Start of Information provided

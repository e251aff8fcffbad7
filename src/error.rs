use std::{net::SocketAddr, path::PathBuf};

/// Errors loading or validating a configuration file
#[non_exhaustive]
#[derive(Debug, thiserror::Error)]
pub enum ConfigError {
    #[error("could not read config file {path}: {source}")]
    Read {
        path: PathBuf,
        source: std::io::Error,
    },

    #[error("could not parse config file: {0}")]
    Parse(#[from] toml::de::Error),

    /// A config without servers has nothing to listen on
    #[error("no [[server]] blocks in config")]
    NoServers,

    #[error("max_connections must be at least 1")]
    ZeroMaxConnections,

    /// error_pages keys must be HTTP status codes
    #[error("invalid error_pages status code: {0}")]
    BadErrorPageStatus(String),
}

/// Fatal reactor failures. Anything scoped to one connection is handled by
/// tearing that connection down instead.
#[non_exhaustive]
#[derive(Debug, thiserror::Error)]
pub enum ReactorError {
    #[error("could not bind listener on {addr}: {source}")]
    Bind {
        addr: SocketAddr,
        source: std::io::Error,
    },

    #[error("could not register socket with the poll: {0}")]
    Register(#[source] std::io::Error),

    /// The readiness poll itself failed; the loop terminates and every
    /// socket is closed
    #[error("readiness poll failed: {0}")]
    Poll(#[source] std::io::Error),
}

End of Information provided

Repeat all of the data exactly.

Completed exercise »
repository e251aff8fcffbad7
filename src/error.rs
use std::{net::SocketAddr, path::PathBuf};

/// Errors loading or validating a configuration file
#[non_exhaustive]
#[derive(Debug, thiserror::Error)]
pub enum ConfigError {
    #[error("could not read config file {path}: {source}")]
    Read {
        path: PathBuf,
        source: std::io::Error,
    },

    #[error("could not parse config file: {0}")]
    Parse(#[from] toml::de::Error),

    /// A config without servers has nothing to listen on
    #[error("no [[server]] blocks in config")]
    NoServers,

    #[error("max_connections must be at least 1")]
    ZeroMaxConnections,

    /// error_pages keys must be HTTP status codes
    #[error("invalid error_pages status code: {0}")]
    BadErrorPageStatus(String),
}

/// Fatal reactor failures. Anything scoped to one connection is handled by
/// tearing that connection down instead.
#[non_exhaustive]
#[derive(Debug, thiserror::Error)]
pub enum ReactorError {
    #[error("could not bind listener on {addr}: {source}")]
    Bind {
        addr: SocketAddr,
        source: std::io::Error,
    },

    #[error("could not register socket with the poll: {0}")]
    Register(#[source] std::io::Error),

    /// The readiness poll itself failed; the loop terminates and every
    /// socket is closed
    #[error("readiness poll failed: {0}")]
    Poll(#[source] std::io::Error),
}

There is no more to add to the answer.